Monday, December 14, 2015

12 Desember 2015

Diara.

Kuceritakan padamu, Satria, lelaki pertama yang membuatku jatuh cinta, kemudian patah hati menikah hari ini.  Rasanya, segalanya, semuanya.  Seperti ingin mengingat-ingat lagi, apa saja yang sudah dilalui bersamanya.  Bagaimana rasanya jatuh cinta dan menginginkan seseorang begitu lama, mencintai begitu banyak dan tamak.  Rasanya seperti ingin duduk sendirian, menyeruput segelas cokelat hangat pada malam yang turun hujan dan mengenang.  Mengenang hal-hal indah yang pernah dilalui bersama.

Seperti membuka sebuah kotak pandora, Satria.  Sebuah kotak yang setengah mati sudah kujaga, sebuah kotak yang berharga, namun aku menyerah untuk membukanya pada hari ini.

Sebuah kotak yang membuat hatiku tersenyum mengingatnya, sekaligus ngilu.  Tinggal tambahkan sebuah- bagaimana jika, bagaimana jika hubungan itu bertahan sampai sekarang.

Tentu aku yang akan disana, berdiri disana dan mengucapkan ya, aku menerimanya untuk mendampingiku seumur hidupku.  Berdiri seharian disana menunggu untuk memilikinya selamanya.  Tentu aku akan bahagia, bersama orang yang kucintai.  Dan pencarianku pun selesai sudah.  Kami akan bahagia selamanya, berjuang bersama dalam kebosanan hidup dan menghabiskan sisa hidup dengan saling mencintai dan memiliki anak-anak kecil yang akan diurus sepanjang hidup kami.  Mungkin saja aku akan bahagia bersamanya, mungkin saja bukan, Satria?

Tapi aku malah gagal mempertahankannya, gagal membuatnya tinggal dan sukses membuatnya pergi.  Aku malah disini, bersamamu menikmati malam yang tidak kita ketahui akan sampai dan berujung dimana.  Menikmati waktu-waktu yang singkat, mencuri dekap-dekap yang hangat dalam malam yang begitu membekukan.

Menyesal?

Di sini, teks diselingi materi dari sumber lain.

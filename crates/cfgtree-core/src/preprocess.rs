// Dweve CfgTree - Comment-Preserving Configuration Trees
//
// Copyright (c) 2025 Dweve IP B.V. and individual contributors.
//
// SPDX-License-Identifier: Apache-2.0
//
// Licensed under the Apache License, Version 2.0 (the "License");
// you may not use this file except in compliance with the License.
// You may obtain a copy of the License in the LICENSE file at the
// root of this repository or at: http://www.apache.org/licenses/LICENSE-2.0
//
// Unless required by applicable law or agreed to in writing, software
// distributed under the License is distributed on an "AS IS" BASIS,
// WITHOUT WARRANTIES OR CONDITIONS OF ANY KIND, either express or implied.
// See the License for the specific language governing permissions and
// limitations under the License.

//! Input preprocessing: size checks and line splitting.

use crate::error::{ConfigError, ConfigResult};
use crate::limits::Limits;

/// Split text into `(line_number, line)` pairs.
///
/// This handles:
/// - BOM skipping
/// - CRLF line endings (one trailing `\r` is dropped per line)
/// - Size and line length limits
///
/// Unlike [`str::lines`], a trailing newline yields a final empty line, so
/// text that ends in `\n` reloads to a trailing blank run and serializes back
/// to the same bytes.
pub fn preprocess<'a>(text: &'a str, limits: &Limits) -> ConfigResult<Vec<(usize, &'a str)>> {
    // Don't echo the input size back
    if text.len() > limits.max_file_size {
        return Err(ConfigError::input_too_large(limits.max_file_size));
    }

    let text = text.strip_prefix('\u{FEFF}').unwrap_or(text);

    let estimated_lines = memchr::memchr_iter(b'\n', text.as_bytes()).count() + 1;
    let mut lines = Vec::with_capacity(estimated_lines);

    for (idx, raw) in text.split('\n').enumerate() {
        let line_num = idx + 1;
        let line = raw.strip_suffix('\r').unwrap_or(raw);
        if line.len() > limits.max_line_length {
            return Err(ConfigError::limit_exceeded(
                line_num,
                format!(
                    "line too long: exceeds limit of {} bytes",
                    limits.max_line_length
                ),
            ));
        }
        lines.push((line_num, line));
    }

    Ok(lines)
}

Di dalam imajinasi dimana semua hal berjalan semaunya saja dimana sudah sepatutnya kita menyesali hal-hal yang tidak kita punyai mungkin iya? Tapi jauh di dalam hati, aku tidak pernah menyesal Satria, untuk menemukanmu, untuk mencintaimu, untuk menempuh kesulitan dan memulai semuanya dari awal lagi.  Untuk menikmati malam-malam hening dimana cinta pertamaku menikah dan berbahagia dengan kekasih pilihannya.  Dia lelaki yang baik dan setia, aku tahu dia akan bahagia dan mampu membahagiakan siapapun yang menjadi wanitanya.

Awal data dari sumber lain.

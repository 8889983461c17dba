// Dweve CfgTree - Comment-Preserving Configuration Trees
//
// Copyright (c) 2025 Dweve IP B.V. and individual contributors.
//
// SPDX-License-Identifier: Apache-2.0
//
// Licensed under the Apache License, Version 2.0 (the "License");
// you may not use this file except in compliance with the License.
// You may obtain a copy of the License in the LICENSE file at the
// root of this repository or at: http://www.apache.org/licenses/LICENSE-2.0
//
// Unless required by applicable law or agreed to in writing, software
// distributed under the License is distributed on an "AS IS" BASIS,
// WITHOUT WARRANTIES OR CONDITIONS OF ANY KIND, either express or implied.
// See the License for the specific language governing permissions and
// limitations under the License.

//! Document options.
//!
//! # Examples
//!
//! ```
//! use cfgtree_core::{ConfigOptions, Document};
//!
//! let opts = ConfigOptions::builder()
//!     .spaces_per_indent(4)
//!     .max_line_length(64 * 1024)
//!     .build();
//!
//! let mut doc = Document::with_options(opts);
//! doc.put("server.port", "8080");
//! assert_eq!(doc.save_to_text(), "server:\n    port: 8080");
//! ```

use crate::limits::Limits;

/// Default number of spaces per indentation level when serializing.
pub const DEFAULT_SPACES_PER_INDENT: usize = 2;

/// Options controlling how a [`Document`](crate::Document) loads and saves.
///
/// `spaces_per_indent` only affects serialization of key lines and
/// `add_comment`/`add_blank_lines`. Parsing always reads the indentation
/// widths actually present in the input.
#[derive(Debug, Clone, PartialEq, Eq)]
pub struct ConfigOptions {
    /// Spaces written per nesting level (default: 2, minimum: 1).
    pub spaces_per_indent: usize,
    /// Resource limits applied while loading.
    pub limits: Limits,
}

impl Default for ConfigOptions {
    fn default() -> Self {
        Self {
            spaces_per_indent: DEFAULT_SPACES_PER_INDENT,
            limits: Limits::default(),
        }
    }
}

impl ConfigOptions {
    /// Create a new builder for ConfigOptions.
    pub fn builder() -> ConfigOptionsBuilder {
        ConfigOptionsBuilder::new()
    }
}

/// Builder for ergonomic construction of [`ConfigOptions`].
#[derive(Debug, Clone)]
pub struct ConfigOptionsBuilder {
    spaces_per_indent: usize,
    limits: Limits,
}

impl ConfigOptionsBuilder {
    /// Create a new builder with default options.
    pub fn new() -> Self {
        Self {
            spaces_per_indent: DEFAULT_SPACES_PER_INDENT,
            limits: Limits::default(),
        }
    }

    /// Set the number of spaces written per nesting level. Zero is raised to
    /// one.
    pub fn spaces_per_indent(mut self, spaces: usize) -> Self {
        self.spaces_per_indent = spaces.max(1);
        self
    }

    /// Replace all limits at once.
    pub fn limits(mut self, limits: Limits) -> Self {
        self.limits = limits;
        self
    }

    /// Set the maximum input size in bytes.
    pub fn max_file_size(mut self, size: usize) -> Self {
        self.limits.max_file_size = size;
        self
    }

    /// Set the maximum line length in bytes.
    pub fn max_line_length(mut self, length: usize) -> Self {
        self.limits.max_line_length = length;
        self
    }

    /// Set the maximum number of nested key ancestors.
    pub fn max_indent_depth(mut self, depth: usize) -> Self {
        self.limits.max_indent_depth = depth;
        self
    }

    /// Build the ConfigOptions.
    pub fn build(self) -> ConfigOptions {
        ConfigOptions {
            spaces_per_indent: self.spaces_per_indent,
            limits: self.limits,
        }
    }
}

impl Default for ConfigOptionsBuilder {
    fn default() -> Self {
        Self::new()
    }
}
// Dweve CfgTree - Comment-Preserving Configuration Trees
//
// Copyright (c) 2025 Dweve IP B.V. and individual contributors.
//
// SPDX-License-Identifier: Apache-2.0
//
// Licensed under the Apache License, Version 2.0 (the "License");
// you may not use this file except in compliance with the License.
// You may obtain a copy of the License in the LICENSE file at the
// root of this repository or at: http://www.apache.org/licenses/LICENSE-2.0
//
// Unless required by applicable law or agreed to in writing, software
// distributed under the License is distributed on an "AS IS" BASIS,
// WITHOUT WARRANTIES OR CONDITIONS OF ANY KIND, either express or implied.
// See the License for the specific language governing permissions and
// limitations under the License.

//! CLI command definitions and argument parsing.
//!
//! - [`query`]: read-only commands (validate, get, keys, entries)
//! - [`edit`]: commands that write a file (set, remove, kill, format)

mod edit;
mod query;

use crate::error::CliError;
use clap::Subcommand;

pub use edit::EditCommands;
pub use query::QueryCommands;

/// Top-level CLI commands enum.
///
/// # Examples
///
/// ```no_run
/// use clap::Parser;
/// use cfgtree_cli::cli::Commands;
///
/// #[derive(Parser)]
/// struct Cli {
///     #[command(subcommand)]
///     command: Commands,
/// }
/// ```
#[derive(Subcommand)]
pub enum Commands {
    // Flattened so both groups appear at top level
    #[command(flatten)]
    Query(QueryCommands),

    #[command(flatten)]
    Edit(EditCommands),
}

impl Commands {
    /// Execute the command.
    pub fn execute(self) -> Result<(), CliError> {
        match self {
            Commands::Query(cmd) => cmd.execute(),
            Commands::Edit(cmd) => cmd.execute(),
        }
    }
}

Tapi aku tidak pula menyesal menemukanmu, untuk masih berjalan ketika semua orang tampaknya sudah berlari menghampiri kekasih terakhir mereka, untuk menikah, untuk memulai sebuah kehidupan kecil bersama.  Untuk mencinta dan beranak pinak.

Sedangkan aku masih berjalan perlahan, belum menemukan jalan keluar.  Tapi bukan berarti jalan mereka lebih baik, jalan ku apalagi.  Kita menikmati kehidupan dengan jalan dan cara kita masing-masing.  Jalan yang saling bersinggungan, dengan pemandangan yang tidak akan pernah sama.

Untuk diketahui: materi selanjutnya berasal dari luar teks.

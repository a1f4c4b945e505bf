//! Persisted scan settings (`.treecatrc.json`).

use crate::error::TreecatError;
use crate::options::{
    DEFAULT_MAX_FILE_SIZE, HighlightStyle, ScanBuilder, ScanOptions, TextDecoding,
};
use crate::output::OutputFormat;
use serde::{Deserialize, Serialize};
use std::fs;
use std::io;
use std::path::{Path, PathBuf};

pub const SETTINGS_VERSION: &str = env!("CARGO_PKG_VERSION");
pub const DEFAULT_SETTINGS_FILE: &str = ".treecatrc.json";

/// Where the report goes.
#[derive(Debug, Clone, Copy, PartialEq, Eq, Serialize, Deserialize, clap::ValueEnum)]
#[serde(rename_all = "lowercase")]
pub enum OutputChoice {
    Terminal,
    Md,
    Txt,
    Json,
}

impl OutputChoice {
    /// Terminal output is laid out as Markdown.
    pub fn format(self) -> OutputFormat {
        match self {
            OutputChoice::Terminal | OutputChoice::Md => OutputFormat::Markdown,
            OutputChoice::Txt => OutputFormat::Text,
            OutputChoice::Json => OutputFormat::Json,
        }
    }

    pub fn is_terminal(self) -> bool {
        self == OutputChoice::Terminal
    }

    pub fn highlight(self) -> HighlightStyle {
        match self {
            OutputChoice::Terminal => HighlightStyle::Ansi,
            _ => HighlightStyle::Markers,
        }
    }
}

#[derive(Debug, Clone, PartialEq, Eq, Serialize, Deserialize)]
#[serde(rename_all = "camelCase", default)]
pub struct Settings {
    pub version: String,
    pub target_dir: PathBuf,
    pub exclude_gitignore: bool,
    pub extensions: Vec<String>,
    pub patterns: Vec<String>,
    pub keyword: String,
    pub output_choice: OutputChoice,
    pub max_file_size: u64,
    pub decoding: TextDecoding,
}

impl Default for Settings {
    fn default() -> Self {
        Self {
            version: SETTINGS_VERSION.to_string(),
            target_dir: PathBuf::from("."),
            exclude_gitignore: true,
            extensions: Vec::new(),
            patterns: vec!["*".to_string()],
            keyword: String::new(),
            output_choice: OutputChoice::Terminal,
            max_file_size: DEFAULT_MAX_FILE_SIZE,
            decoding: TextDecoding::Lossy,
        }
    }
}

impl Settings {
    pub fn from_options(options: &ScanOptions, output_choice: OutputChoice) -> Self {
        let filter = &options.filter;
        Self {
            version: SETTINGS_VERSION.to_string(),
            target_dir: filter.root.clone(),
            exclude_gitignore: options.use_ignore_file,
            extensions: filter.extensions.clone(),
            patterns: filter.patterns.clone(),
            keyword: filter.keyword.clone().unwrap_or_default(),
            output_choice,
            max_file_size: options.max_file_size,
            decoding: options.decoding,
        }
    }

    /// A builder pre-populated from these settings.
    pub fn to_builder(&self) -> ScanBuilder {
        ScanBuilder::new(&self.target_dir)
            .use_ignore_file(self.exclude_gitignore)
            .extensions(self.extensions.clone())
            .patterns(self.patterns.clone())
            .keyword(self.keyword.clone())
            .max_file_size(self.max_file_size)
            .decoding(self.decoding)
            .highlight(self.output_choice.highlight())
    }
}

/// Loads settings from `path`; keys missing from the file take their defaults.
///
/// A missing file yields [`Settings::default`].
///
/// # Errors
///
/// [`TreecatError::ConfigEmpty`] for a blank file, [`TreecatError::InvalidConfig`]
/// for anything unreadable or unparsable.
pub fn load_settings(path: &Path) -> Result<Settings, TreecatError> {
    let text = match fs::read_to_string(path) {
        Ok(text) => text,
        Err(e) if e.kind() == io::ErrorKind::NotFound => {
            #[cfg(feature = "logging")]
            tracing::info!("Config file {} not found, using defaults", path.display());
            return Ok(Settings::default());
        }
        Err(e) => {
            return Err(TreecatError::InvalidConfig {
                path: path.to_path_buf(),
                reason: e.to_string(),
            });
        }
    };
    if text.trim().is_empty() {
        return Err(TreecatError::ConfigEmpty {
            path: path.to_path_buf(),
        });
    }
    let settings: Settings =
        serde_json::from_str(&text).map_err(|e| TreecatError::InvalidConfig {
            path: path.to_path_buf(),
            reason: e.to_string(),
        })?;
    if settings.version != SETTINGS_VERSION {
        #[cfg(feature = "logging")]
        tracing::warn!(
            "Config version {} differs from current {}",
            settings.version,
            SETTINGS_VERSION
        );
    }
    Ok(settings)
}

/// Writes `settings` as pretty JSON, creating parent directories.
///
/// # Errors
///
/// Returns [`TreecatError::ConfigSave`] if anything along the way fails.
pub fn save_settings(path: &Path, settings: &Settings) -> Result<(), TreecatError> {
    let save_err = |source: io::Error| TreecatError::ConfigSave {
        path: path.to_path_buf(),
        source,
    };
    if let Some(parent) = path.parent().filter(|p| !p.as_os_str().is_empty()) {
        fs::create_dir_all(parent).map_err(save_err)?;
    }
    let json = serde_json::to_string_pretty(settings).map_err(|e| save_err(io::Error::other(e)))?;
    fs::write(path, json).map_err(save_err)?;
    #[cfg(feature = "logging")]
    tracing::info!("Configuration saved to {}", path.display());
    Ok(())
}

#[cfg(test)]
mod tests {
    use super::*;
    use crate::error::ErrorKind;
    use tempfile::tempdir;

    #[test]
    fn missing_file_gives_defaults() {
        let dir = tempdir().unwrap();
        let settings = load_settings(&dir.path().join(DEFAULT_SETTINGS_FILE)).unwrap();
        assert_eq!(settings, Settings::default());
    }

    #[test]
    fn partial_file_fills_in_defaults() {
        let dir = tempdir().unwrap();
        let path = dir.path().join("cfg.json");
        fs::write(&path, r#"{"version": "0.0.1", "keyword": "FIXME", "outputChoice": "txt"}"#).unwrap();
        let settings = load_settings(&path).unwrap();
        assert_eq!(settings.keyword, "FIXME");
        assert_eq!(settings.output_choice, OutputChoice::Txt);
        assert_eq!(settings.patterns, vec!["*".to_string()]);
        assert_eq!(settings.max_file_size, DEFAULT_MAX_FILE_SIZE);
    }

    #[test]
    fn blank_and_broken_files_are_rejected() {
        let dir = tempdir().unwrap();
        let blank = dir.path().join("blank.json");
        fs::write(&blank, "  \n").unwrap();
        assert_eq!(load_settings(&blank).unwrap_err().kind(), ErrorKind::ConfigEmpty);

        let broken = dir.path().join("broken.json");
        fs::write(&broken, "{ not json").unwrap();
        assert_eq!(load_settings(&broken).unwrap_err().kind(), ErrorKind::InvalidConfig);
    }

    #[test]
    fn save_then_load_keeps_settings() {
        let dir = tempdir().unwrap();
        let path = dir.path().join("nested/.treecatrc.json");
        let options = ScanBuilder::new(dir.path())
            .extensions(vec![".rs".into()])
            .keyword("TODO")
            .build();
        let settings = Settings::from_options(&options, OutputChoice::Json);
        save_settings(&path, &settings).unwrap();

        let text = fs::read_to_string(&path).unwrap();
        assert!(text.contains("\"outputChoice\": \"json\""));
        assert!(text.contains("\"excludeGitignore\": true"));
        assert_eq!(load_settings(&path).unwrap(), settings);
    }

    #[test]
    fn save_into_a_file_path_fails() {
        let dir = tempdir().unwrap();
        let blocker = dir.path().join("blocker");
        fs::write(&blocker, "").unwrap();
        let err = save_settings(&blocker.join("cfg.json"), &Settings::default()).unwrap_err();
        assert_eq!(err.kind(), ErrorKind::ConfigSaveFailed);
    }

    #[test]
    fn builder_follows_settings() {
        let settings = Settings {
            keyword: "x".into(),
            exclude_gitignore: false,
            output_choice: OutputChoice::Md,
            ..Settings::default()
        };
        let options = settings.to_builder().build();
        assert!(!options.use_ignore_file);
        assert_eq!(options.filter.keyword.as_deref(), Some("x"));
        assert_eq!(options.highlight, HighlightStyle::Markers);
        assert_eq!(OutputChoice::Terminal.format(), OutputFormat::Markdown);
    }
}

Jalanku, sedang bergulir maju perlahan, menempuh penemuan-penemuan dan kehilangan-kehilangan. 

Jatuh, bangkit dan mencoba sekali lagi.  Belum lagi menyerah.

Menemukan bahagia di sela-sela takdir tidak diketahui yang menuntun kemana saja langkah mungkin akan menuju.  Mungkin saja berakhir bersamamu, Satria.  Mungkin saja tidak.

Satria.

Diara mungkin kehilangan cinta pertamanya, aku merasa sedikit kasihan.  Harusnya dia menemukan seseorang yang lebih baik dari aku.  Kalau saja dia tahu, aku telah kehilangan cinta pertama, kedua dan ketiga.  Mereka telah lama meninggalkanku.  Aku datang di hari pernikahan mereka, memberikan selamat.  Diara mengomeliku habis-habisan waktu aku menceritakannya dan mengatakan, wajar saja karena aku tidak memang tidak punya perasaan.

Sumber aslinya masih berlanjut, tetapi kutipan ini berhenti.